Dismantling and disintegration of EES plastic parts can be anticipated at the design stage by considering the following aspects: assemble with moulded-in details (push-hook-click or screw thread), consider provision of pre-determined break areas, review product layout for easy assembly and disassembly (accessibility of joints, modular construction, etc.), facilitate separation of parts which will be contaminated, avoid metal inserts in plastics, etc.

Thermoplastics should be preferred over thermosets if possible due to thermoplastics can be melted and processed and thermosets cannot be remelted neither reshaped (see chapter 2.4.2.1).



To enable easy identification of plastics, any EES plastic part with a weight over 100 g should be marked following the ISO international standards. The same should be done with rubbers and lattices over 200 g. The identification mark should be visible for the dismantler before dismantling the plastic part. Additionally, other identification methods and strategies could be used for facilitating identification and sorting EES plastic parts (see chapter 2.3.5).

The difficulty of removing contaminants from EES plastic parts (metallic insertions, paints, glues, adhesive tapes, textiles and sound absorbers, additives, fillers, etc.) should be considered during assembly processes. The effect on recycling of any reinforcement (glass fibre / carbon) or additive should be checked. It should be considered that some fillers (heavy metal additives, pigments, etc.) could have a toxic effect. The use of plastic fasteners of the same plastic as the parts they are joining or which are compatible for recycling should be preferred rather than metal fasteners. Using the same material permits welding techniques to be used for assembly rather than adhesives (see chapter 2.3.6).

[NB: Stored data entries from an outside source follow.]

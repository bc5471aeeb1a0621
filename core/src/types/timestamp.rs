//! Lenient timestamp fields.
//!
//! The panel usually sends RFC 3339 with an offset, but some records carry
//! a bare `YYYY-MM-DDTHH:MM:SS[.fff]` that is meant as UTC. Anything that is
//! neither becomes `None` for that one field instead of failing the record.

use chrono::{DateTime, NaiveDateTime, Utc};
use serde::{Deserialize, Deserializer};
use serde_json::Value;

const NAIVE_FORMATS: [&str; 2] = ["%Y-%m-%dT%H:%M:%S%.f", "%Y-%m-%d %H:%M:%S%.f"];

/// Use as `#[serde(deserialize_with = "timestamp::lenient")]` on an
/// `Option<DateTime<Utc>>`.
pub(crate) fn lenient<'de, D: Deserializer<'de>>(
    deserializer: D,
) -> Result<Option<DateTime<Utc>>, D::Error> {
    Ok(match Value::deserialize(deserializer)? {
        Value::String(text) => parse(&text),
        Value::Null => None,
        other => {
            tracing::debug!(value = %other, "ignoring non-string timestamp");
            None
        }
    })
}

pub(crate) fn parse(text: &str) -> Option<DateTime<Utc>> {
    let text = text.trim();
    if let Ok(parsed) = DateTime::parse_from_rfc3339(text) {
        return Some(parsed.with_timezone(&Utc));
    }
    let parsed = NAIVE_FORMATS
        .iter()
        .find_map(|format| NaiveDateTime::parse_from_str(text, format).ok())
        .map(|naive| naive.and_utc());
    if parsed.is_none() && !text.is_empty() {
        tracing::debug!(value = text, "ignoring unparseable timestamp");
    }
    parsed
}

4.1.2 WP 3: Disassembly Study

The comparison of disassembly times for the assessment of EES components showed wide variations depending on the car model. These variations and the possible influences on disassembly time should be analysed in more detail in WP3 to help to explain how disassembly times could be improved.

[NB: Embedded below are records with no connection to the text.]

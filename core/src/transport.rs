//! Executing `HttpRequest`s.
//!
//! `Transport` is the seam between the request/response data types and the
//! network. `ReqwestTransport` is the stock implementation; tests and hosts
//! with their own HTTP stack implement the trait themselves. A transport
//! returns every HTTP status as data. Only failures that produce no response
//! at all become `ApiError::Transport`.

use std::time::Duration;

use async_trait::async_trait;

use crate::config::ClientConfig;
use crate::error::ApiError;
use crate::http::{HttpMethod, HttpRequest, HttpResponse};

#[async_trait]
pub trait Transport: Send + Sync {
    async fn send(&self, request: HttpRequest) -> Result<HttpResponse, ApiError>;
}

#[async_trait]
impl<T: Transport + ?Sized> Transport for std::sync::Arc<T> {
    async fn send(&self, request: HttpRequest) -> Result<HttpResponse, ApiError> {
        (**self).send(request).await
    }
}

/// `Transport` over a shared `reqwest::Client`.
#[derive(Debug, Clone)]
pub struct ReqwestTransport {
    client: reqwest::Client,
}

impl ReqwestTransport {
    /// Without a timeout, a request to an unresponsive panel waits forever.
    pub fn new(timeout: Option<Duration>) -> Result<Self, ApiError> {
        let mut builder = reqwest::Client::builder();
        match timeout {
            Some(timeout) => builder = builder.timeout(timeout),
            None => tracing::warn!("no request timeout configured; requests may wait indefinitely"),
        }
        let client = builder.build().map_err(|e| ApiError::Config(e.to_string()))?;
        Ok(Self { client })
    }

    pub fn from_config(config: &ClientConfig) -> Result<Self, ApiError> {
        Self::new(config.timeout)
    }

    /// Wrap an already configured client.
    pub fn with_client(client: reqwest::Client) -> Self {
        Self { client }
    }
}

#[async_trait]
impl Transport for ReqwestTransport {
    async fn send(&self, request: HttpRequest) -> Result<HttpResponse, ApiError> {
        let method = match request.method {
            HttpMethod::Get => reqwest::Method::GET,
            HttpMethod::Post => reqwest::Method::POST,
        };
        let mut builder = self.client.request(method, &request.url);
        for (name, value) in &request.headers {
            builder = builder.header(name.as_str(), value.as_str());
        }
        if let Some(body) = request.body {
            builder = builder.body(body);
        }

        let response = builder.send().await.map_err(|e| ApiError::Transport(e.to_string()))?;
        let status = response.status().as_u16();
        let headers = response
            .headers()
            .iter()
            .filter_map(|(name, value)| {
                value
                    .to_str()
                    .ok()
                    .map(|value| (name.as_str().to_string(), value.to_string()))
            })
            .collect();
        let body = response.text().await.map_err(|e| ApiError::Transport(e.to_string()))?;

        Ok(HttpResponse {
            status,
            headers,
            body,
            uri: request.url,
        })
    }
}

Coordinated share of work between the car manufacturer, the car dismantler and the manufacturer of EE products for automotive sector will be needed to cover all components that have been proposed for WP 3, especially for components that are present only in modern cars.

The disassembly from end-of-life vehicles at the car dismantler facilities should concentrate on the proposed components for recycling because this will be a major material input to WP4.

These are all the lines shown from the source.